PROBLEM TO WORK ON: The task requires restating, word for word, the lines of the entries below from the one containing "use rand::SeedableRng;" through the final one, both included.

GIVEN INFORMATION:
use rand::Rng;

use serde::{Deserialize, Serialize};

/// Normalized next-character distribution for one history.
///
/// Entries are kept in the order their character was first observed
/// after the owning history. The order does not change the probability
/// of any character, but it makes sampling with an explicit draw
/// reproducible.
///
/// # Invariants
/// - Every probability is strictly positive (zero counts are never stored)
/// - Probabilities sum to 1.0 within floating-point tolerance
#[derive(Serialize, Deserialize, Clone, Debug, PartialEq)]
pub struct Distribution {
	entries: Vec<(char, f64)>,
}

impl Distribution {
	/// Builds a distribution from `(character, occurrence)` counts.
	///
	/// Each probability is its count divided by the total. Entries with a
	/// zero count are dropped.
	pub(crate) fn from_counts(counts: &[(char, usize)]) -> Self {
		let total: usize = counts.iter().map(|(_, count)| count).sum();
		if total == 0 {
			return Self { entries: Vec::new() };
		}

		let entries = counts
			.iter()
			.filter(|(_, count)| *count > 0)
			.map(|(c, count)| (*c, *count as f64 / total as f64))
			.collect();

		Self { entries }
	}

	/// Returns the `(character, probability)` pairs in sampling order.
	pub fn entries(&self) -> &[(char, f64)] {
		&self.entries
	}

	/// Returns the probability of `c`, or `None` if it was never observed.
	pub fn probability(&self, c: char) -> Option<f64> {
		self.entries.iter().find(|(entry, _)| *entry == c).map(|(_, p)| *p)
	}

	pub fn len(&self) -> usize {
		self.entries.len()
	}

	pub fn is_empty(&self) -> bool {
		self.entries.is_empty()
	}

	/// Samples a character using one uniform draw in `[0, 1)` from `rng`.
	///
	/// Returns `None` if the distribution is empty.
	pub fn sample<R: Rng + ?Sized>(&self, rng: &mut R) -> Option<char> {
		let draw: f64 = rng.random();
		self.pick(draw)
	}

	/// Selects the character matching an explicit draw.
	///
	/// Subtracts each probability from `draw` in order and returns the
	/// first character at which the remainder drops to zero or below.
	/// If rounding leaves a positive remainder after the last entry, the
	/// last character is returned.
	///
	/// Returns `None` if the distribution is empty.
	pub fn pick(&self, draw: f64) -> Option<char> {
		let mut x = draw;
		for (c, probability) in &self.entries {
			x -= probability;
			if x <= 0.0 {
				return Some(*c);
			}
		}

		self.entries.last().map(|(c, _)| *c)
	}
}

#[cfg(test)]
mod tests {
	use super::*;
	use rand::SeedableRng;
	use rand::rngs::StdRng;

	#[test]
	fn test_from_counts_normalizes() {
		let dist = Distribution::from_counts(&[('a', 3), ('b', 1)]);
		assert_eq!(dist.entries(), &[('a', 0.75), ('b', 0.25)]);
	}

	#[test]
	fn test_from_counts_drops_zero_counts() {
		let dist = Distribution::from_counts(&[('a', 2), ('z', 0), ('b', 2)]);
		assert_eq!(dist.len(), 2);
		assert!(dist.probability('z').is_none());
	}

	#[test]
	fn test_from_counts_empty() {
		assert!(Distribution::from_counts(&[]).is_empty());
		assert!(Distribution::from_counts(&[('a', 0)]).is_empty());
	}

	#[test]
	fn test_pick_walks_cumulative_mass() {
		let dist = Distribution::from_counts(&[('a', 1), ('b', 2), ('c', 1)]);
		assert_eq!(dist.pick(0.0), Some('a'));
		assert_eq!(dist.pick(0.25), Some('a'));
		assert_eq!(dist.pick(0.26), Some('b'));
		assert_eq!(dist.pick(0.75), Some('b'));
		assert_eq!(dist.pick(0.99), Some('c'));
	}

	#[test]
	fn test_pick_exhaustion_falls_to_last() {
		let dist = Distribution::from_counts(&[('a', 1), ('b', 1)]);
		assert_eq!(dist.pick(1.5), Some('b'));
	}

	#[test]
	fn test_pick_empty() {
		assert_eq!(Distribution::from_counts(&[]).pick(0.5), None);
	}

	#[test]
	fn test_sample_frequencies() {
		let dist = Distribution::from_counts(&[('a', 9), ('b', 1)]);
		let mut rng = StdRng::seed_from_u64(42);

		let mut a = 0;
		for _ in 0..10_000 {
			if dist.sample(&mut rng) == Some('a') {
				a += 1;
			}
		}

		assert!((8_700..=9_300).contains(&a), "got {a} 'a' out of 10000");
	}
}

ANSWER SPACE:
	use rand::SeedableRng;
	use rand::rngs::StdRng;

	#[test]
	fn test_from_counts_normalizes() {
		let dist = Distribution::from_counts(&[('a', 3), ('b', 1)]);
		assert_eq!(dist.entries(), &[('a', 0.75), ('b', 0.25)]);
	}

	#[test]
	fn test_from_counts_drops_zero_counts() {
		let dist = Distribution::from_counts(&[('a', 2), ('z', 0), ('b', 2)]);
		assert_eq!(dist.len(), 2);
		assert!(dist.probability('z').is_none());
	}

	#[test]
	fn test_from_counts_empty() {
		assert!(Distribution::from_counts(&[]).is_empty());
		assert!(Distribution::from_counts(&[('a', 0)]).is_empty());
	}

	#[test]
	fn test_pick_walks_cumulative_mass() {
		let dist = Distribution::from_counts(&[('a', 1), ('b', 2), ('c', 1)]);
		assert_eq!(dist.pick(0.0), Some('a'));
		assert_eq!(dist.pick(0.25), Some('a'));
		assert_eq!(dist.pick(0.26), Some('b'));
		assert_eq!(dist.pick(0.75), Some('b'));
		assert_eq!(dist.pick(0.99), Some('c'));
	}

	#[test]
	fn test_pick_exhaustion_falls_to_last() {
		let dist = Distribution::from_counts(&[('a', 1), ('b', 1)]);
		assert_eq!(dist.pick(1.5), Some('b'));
	}

	#[test]
	fn test_pick_empty() {
		assert_eq!(Distribution::from_counts(&[]).pick(0.5), None);
	}

	#[test]
	fn test_sample_frequencies() {
		let dist = Distribution::from_counts(&[('a', 9), ('b', 1)]);
		let mut rng = StdRng::seed_from_u64(42);

		let mut a = 0;
		for _ in 0..10_000 {
			if dist.sample(&mut rng) == Some('a') {
				a += 1;
			}
		}

		assert!((8_700..=9_300).contains(&a), "got {a} 'a' out of 10000");
	}
}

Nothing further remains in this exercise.